Cinq mineurs sont morts écrasés dans l'effondrement dans la mine d'or en Bolivie: l'accident s'est produit à plus de 4 000 mètres d'altitude

Cinq mineurs artisanaux sont décédés vendredi à l'intérieur de la mine d'or Amayapampa, située dans le département bolivien de Potosí, après un effondrement qui les a enterrés sous une pente de terre, a rapporté samedi la police.

L'accident s'est produit à plus de 4 000 mètres d'altitude, dans l'un des plus grands dépôts d'or de la région, exploités à l'ouverture par la State Mining Corporation of Bolivie (Comibol). Les victimes, entre 23 et 25 ans, n'appartenaient pas au personnel régulier de l'entreprise, mais avaient l'autorisation officielle d'effectuer un travail «Paqoma», une pratique traditionnelle qui permet de collecter des minéraux résiduels.

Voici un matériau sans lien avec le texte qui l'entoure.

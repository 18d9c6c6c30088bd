//! Tree dumps for the `--dump-grammar`/`--dump-mtt` diagnostic CLI
//! subcommands, built on the generic `ptree` wrapper in
//! `xform_typecheck_utils`. A [`Grammar`] or [`Mtt`] has no single node
//! type of its own, so each gets a thin borrowing wrapper that projects
//! its structure into the label/children shape `LabeledNode` expects.

use xform_typecheck_utils::{print_tree, LabeledNode};

use crate::grammar::{Grammar, Production, Symbol};
use crate::mtt::{ChooseBranch, Mtt, MttRule, RhsOutput};

#[derive(Clone)]
enum GrammarNode<'a> {
    Root(&'a Grammar),
    Production(&'a Production),
    Symbol(&'a Symbol),
}

impl<'a> LabeledNode for GrammarNode<'a> {
    fn label(&self) -> String {
        match self {
            GrammarNode::Root(g) => format!("grammar (root: {})", g.root),
            GrammarNode::Production(p) => format!(
                "{} -> {:?} [{}..{}]",
                p.lhs,
                p.kind,
                p.cardinality.lo,
                p.cardinality
                    .hi
                    .map(|h| h.to_string())
                    .unwrap_or_else(|| "*".to_string()),
            ),
            GrammarNode::Symbol(Symbol::NonTerminal(name)) => name.clone(),
            GrammarNode::Symbol(Symbol::Atomic(atom)) => format!("{:?}", atom),
        }
    }

    fn children(&self) -> Vec<Self> {
        match self {
            GrammarNode::Root(g) => g.productions.iter().map(GrammarNode::Production).collect(),
            GrammarNode::Production(p) => p.rhs.iter().map(GrammarNode::Symbol).collect(),
            GrammarNode::Symbol(_) => Vec::new(),
        }
    }
}

/// Render a grammar as an indented tree: root, then every production in
/// insertion order, then each production's rhs symbols.
pub fn dump_grammar(grammar: &Grammar) -> String {
    print_tree(GrammarNode::Root(grammar))
}

#[derive(Clone)]
enum MttNode<'a> {
    Root(&'a Mtt),
    Rule(&'a MttRule),
    Output(&'a RhsOutput),
    Branch(&'a ChooseBranch),
}

impl<'a> LabeledNode for MttNode<'a> {
    fn label(&self) -> String {
        match self {
            MttNode::Root(m) => format!("mtt (initial: {})", m.initial_state),
            MttNode::Rule(r) => match &r.guard_text {
                Some(guard) => format!("{}/{} [{}]", r.state, r.lhs_pattern.element, guard),
                None => format!("{}/{}", r.state, r.lhs_pattern.element),
            },
            MttNode::Output(RhsOutput::Element { name, .. }) => format!("<{}>", name),
            MttNode::Output(RhsOutput::Text { literal }) => format!("text({:?})", literal),
            MttNode::Output(RhsOutput::ValueOf { path }) => format!("value-of({})", path),
            MttNode::Output(RhsOutput::ApplyTemplates { select, callee }) => {
                format!("apply-templates({} -> {})", select, callee)
            }
            MttNode::Output(RhsOutput::ForEach { select, .. }) => format!("for-each({})", select),
            MttNode::Output(RhsOutput::If { test, .. }) => format!("if({})", test),
            MttNode::Output(RhsOutput::Choose { .. }) => "choose".to_string(),
            MttNode::Branch(b) => match &b.test {
                Some(test) => format!("when({})", test),
                None => "otherwise".to_string(),
            },
        }
    }

    fn children(&self) -> Vec<Self> {
        match self {
            MttNode::Root(m) => m.rules.iter().map(MttNode::Rule).collect(),
            MttNode::Rule(r) => r.rhs_output.iter().map(MttNode::Output).collect(),
            MttNode::Output(RhsOutput::Element { children, .. }) => {
                children.iter().map(MttNode::Output).collect()
            }
            MttNode::Output(RhsOutput::ForEach { body, .. }) => {
                body.iter().map(MttNode::Output).collect()
            }
            MttNode::Output(RhsOutput::If { then, .. }) => {
                then.iter().map(MttNode::Output).collect()
            }
            MttNode::Output(RhsOutput::Choose { branches }) => {
                branches.iter().map(MttNode::Branch).collect()
            }
            MttNode::Output(RhsOutput::Text { .. })
            | MttNode::Output(RhsOutput::ValueOf { .. })
            | MttNode::Output(RhsOutput::ApplyTemplates { .. }) => Vec::new(),
            MttNode::Branch(b) => b.body.iter().map(MttNode::Output).collect(),
        }
    }
}

/// Render an MTT as an indented tree: one top-level node per rule
/// (labeled by state/matched element and its guard, if any), then each
/// rule's output skeleton.
pub fn dump_mtt(mtt: &Mtt) -> String {
    print_tree(MttNode::Root(mtt))
}

/// Install a span-aware tracing subscriber for the `#[instrument]`-ed
/// pipeline stages (see `api::run_analysis_with_cancel`). Not wired into
/// `main` by default since `log`/`env_logger` already covers ordinary
/// CLI output; opt in with `RUST_LOG` when chasing down a slow or
/// miscounted analysis run.
#[allow(dead_code)]
pub fn init_tracing() {
    use tracing_subscriber::EnvFilter;

    tracing_subscriber::fmt()
        .with_env_filter(
            EnvFilter::try_from_default_env().unwrap_or_else(|_| EnvFilter::new("warn")),
        )
        .without_time()
        .with_target(false)
        .with_span_events(
            tracing_subscriber::fmt::format::FmtSpan::ENTER
                | tracing_subscriber::fmt::format::FmtSpan::CLOSE,
        )
        .init();
}
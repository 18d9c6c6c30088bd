//! Static analysis of tree-to-tree transformation stylesheets.
//!
//! Given a source schema, a target schema, and a restricted stylesheet that
//! maps trees accepted by the source schema to trees, this crate decides
//! whether the stylesheet stays inside an analyzable syntactic subset and,
//! if so, whether it is type-preserving and valid with respect to the two
//! schemas. See `pipeline` for the five-stage analysis and `api` for the
//! external request surface.

pub mod env;
pub mod errors;
pub mod xmltree;

pub mod linter;
pub mod grammar;
pub mod mtt;
pub mod validator;
pub mod preimage;

pub mod reports;
pub mod helpers;

pub mod api;

pub use errors::PipelineError;
pub use api::{run_analysis, AnalysisResult};
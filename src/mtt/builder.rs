//! Stylesheet-to-MTT translation.

use std::collections::{HashMap, HashSet};

use crate::errors::PipelineError;
use crate::xmltree::LabeledTree;

use super::errors::MttError;
use super::predicate::{self, Predicate};
use super::{AttrValue, ChooseBranch, LhsPattern, Mtt, MttRule, MttRuleBuilder, OutputAttr, RhsOutput};

/// Build an [`Mtt`] from a subset-conformant stylesheet tree.
///
/// Assumes the tree already passed the subset linter; this
/// function does not re-validate vocabulary membership.
pub fn build(stylesheet: &LabeledTree) -> Result<Mtt, PipelineError> {
    let templates: Vec<&LabeledTree> = stylesheet.children_named("template").collect();

    let state_by_key = assign_state_names(&templates);

    let mut ctx = BuildContext {
        state_by_key: state_by_key.clone(),
        fresh_counter: 0,
    };

    let mut rules = Vec::with_capacity(templates.len());
    let mut origins = Vec::with_capacity(templates.len());
    for template in &templates {
        let match_expr = template.attr("match").unwrap_or_default().to_string();
        let mode = template.attr("mode").unwrap_or("default").to_string();
        origins.push((match_expr, mode));
        rules.push(ctx.translate_template(template));
    }

    check_determinism(&rules, &origins)?;

    let mut states: Vec<String> = state_by_key.values().cloned().collect();
    states.sort();
    states.dedup();

    // q0 is typically the state derived from the template matching the
    // document root; falls back to the synthetic `q_root`
    // initialized in step 1 if no template matches `/`.
    let initial_state = state_by_key
        .get(&("/".to_string(), "default".to_string()))
        .cloned()
        .unwrap_or_else(|| "q_root".to_string());
    if !states.contains(&initial_state) {
        states.push(initial_state.clone());
    }

    let mut input_alphabet: Vec<String> =
        rules.iter().map(|r| r.lhs_pattern.element.clone()).collect();
    input_alphabet.sort();
    input_alphabet.dedup();

    let mut output_alphabet: Vec<String> = Vec::new();
    for r in &rules {
        collect_output_names(&r.rhs_output, &mut output_alphabet);
    }
    output_alphabet.sort();
    output_alphabet.dedup();

    Ok(Mtt {
        states,
        initial_state,
        rules,
        input_alphabet,
        output_alphabet,
    })
}
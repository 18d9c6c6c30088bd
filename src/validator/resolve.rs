//! Resolves a source element/production to the target construct it maps to.

use std::collections::BTreeMap;

use crate::grammar::{AtomType, Grammar, RestrictionKey, RestrictionValue};
use crate::mtt::{AttrValue, Mtt, MttRule, Predicate, RhsOutput};

/// Where a source construct's value ends up in the target tree.
#[derive(Debug, Clone, PartialEq, Eq)]
pub enum ResolvedTarget {
    /// The source element is itself templated, mapping to this target
    /// element (the outermost literal element the template produces).
    Element(String),
    /// The source element's value is read into an attribute-value
    /// template or dynamic `attribute` constructor on this target
    /// element.
    Attribute { owner: String, attr: String },
}

impl ResolvedTarget {
    pub fn display_name(&self) -> String {
        match self {
            ResolvedTarget::Element(name) => name.clone(),
            ResolvedTarget::Attribute { owner, attr } => format!("{}@{}", owner, attr),
        }
    }
}

/// Resolve `source_elem` to a target construct plus the guard of the rule
/// that produced the mapping.
pub fn resolve<'m>(
    mtt: &'m Mtt,
    target: &Grammar,
    source_elem: &str,
) -> Option<(ResolvedTarget, Option<&'m Predicate>)> {
    if let Some(rule) = mtt.rules_for_element(source_elem).next() {
        if let Some(name) = outermost_element_name(&rule.rhs_output) {
            return Some((ResolvedTarget::Element(name), rule.guard.as_ref()));
        }
    }
    for rule in &mtt.rules {
        if let Some(found) = find_reference(&rule.rhs_output, source_elem) {
            return Some((found, rule.guard.as_ref()));
        }
    }
    if target.type_constraints.contains_key(source_elem) {
        return Some((ResolvedTarget::Element(source_elem.to_string()), None));
    }
    None
}

fn outermost_element_name(nodes: &[RhsOutput]) -> Option<String> {
    nodes.iter().find_map(|n| match n {
        RhsOutput::Element { name, .. } => Some(name.clone()),
        RhsOutput::If { then, .. } => outermost_element_name(then),
        RhsOutput::Choose { branches } => {
            branches.iter().find_map(|b| outermost_element_name(&b.body))
        }
        _ => None,
    })
}

/// Walk an output skeleton looking for an attribute-value template or a
/// `value-of` whose path equals `source_elem`.
fn find_reference(nodes: &[RhsOutput], source_elem: &str) -> Option<ResolvedTarget> {
    for node in nodes {
        match node {
            RhsOutput::Element { name, attrs, children } => {
                for a in attrs {
                    if let AttrValue::ValueExpr(path) = &a.value {
                        if path == source_elem {
                            return Some(ResolvedTarget::Attribute {
                                owner: name.clone(),
                                attr: a.name.clone(),
                            });
                        }
                    }
                }
                if children.iter().any(|c| matches!(c, RhsOutput::ValueOf { path } if path == source_elem))
                {
                    return Some(ResolvedTarget::Element(name.clone()));
                }
                if let Some(found) = find_reference(children, source_elem) {
                    return Some(found);
                }
            }
            RhsOutput::ForEach { body, .. } => {
                if let Some(found) = find_reference(body, source_elem) {
                    return Some(found);
                }
            }
            RhsOutput::If { then, .. } => {
                if let Some(found) = find_reference(then, source_elem) {
                    return Some(found);
                }
            }
            RhsOutput::Choose { branches } => {
                for b in branches {
                    if let Some(found) = find_reference(&b.body, source_elem) {
                        return Some(found);
                    }
                }
            }
            RhsOutput::Text { .. } | RhsOutput::ValueOf { .. } | RhsOutput::ApplyTemplates { .. } => {}
        }
    }
    None
}

/// The resolved target's base type and restrictions, read from whichever
/// table (`type_constraints` or `attributes`) actually holds them.
pub fn target_info(
    target: &Grammar,
    resolved: &ResolvedTarget,
) -> Option<(AtomType, BTreeMap<RestrictionKey, RestrictionValue>)> {
    match resolved {
        ResolvedTarget::Element(name) => target
            .type_constraints
            .get(name)
            .map(|tc| (tc.base_type, tc.restrictions.clone())),
        ResolvedTarget::Attribute { owner, attr } => target
            .attributes
            .get(owner)?
            .iter()
            .find(|d| &d.name == attr)
            .map(|d| (d.type_ref, d.restrictions.clone())),
    }
}

/// `p.lhs`'s own occurrence cardinality in the target, needed for step 3.
/// An attribute's cardinality is synthesized from `required` (0/1 lo, hi
/// always 1 — an XML attribute never repeats).
pub fn target_cardinality(target: &Grammar, resolved: &ResolvedTarget) -> Option<crate::grammar::Cardinality> {
    match resolved {
        ResolvedTarget::Element(name) => target
            .productions_for(name)
            .next()
            .map(|p| p.cardinality),
        ResolvedTarget::Attribute { owner, attr } => target
            .attributes
            .get(owner)?
            .iter()
            .find(|d| &d.name == attr)
            .map(|d| crate::grammar::Cardinality::new(if d.required { 1 } else { 0 }, Some(1))),
    }
}

/// Whether any literal element in `rule`'s output, or its `lhs_pattern`,
/// references `lhs` at all — used by structural coverage.
pub fn rule_reaches(rule: &MttRule, lhs: &str) -> bool {
    rule.lhs_pattern.element == lhs || output_reaches(&rule.rhs_output, lhs)
}

fn output_reaches(nodes: &[RhsOutput], lhs: &str) -> bool {
    nodes.iter().any(|n| match n {
        RhsOutput::Element { name, children, .. } => name == lhs || output_reaches(children, lhs),
        RhsOutput::ForEach { body, .. } => output_reaches(body, lhs),
        RhsOutput::If { then, .. } => output_reaches(then, lhs),
        RhsOutput::Choose { branches } => branches.iter().any(|b| output_reaches(&b.body, lhs)),
        RhsOutput::Text { .. } | RhsOutput::ValueOf { .. } | RhsOutput::ApplyTemplates { .. } => false,
    })
}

« Cinq personnes, d'âge légal, ont été trouvées dans la mine. La cause du décès écrase l'asphyxie. Nous supposons que la colline a donné en partie et les a écrasées », a déclaré le commandant de la police de Potosí, le colonel Fernando Benítez à The Press. L'officier a ajouté que jusqu'à vendredi après-midi, ils ont réussi à récupérer les cinq corps, bien que seulement deux d'entre eux aient été identifiés.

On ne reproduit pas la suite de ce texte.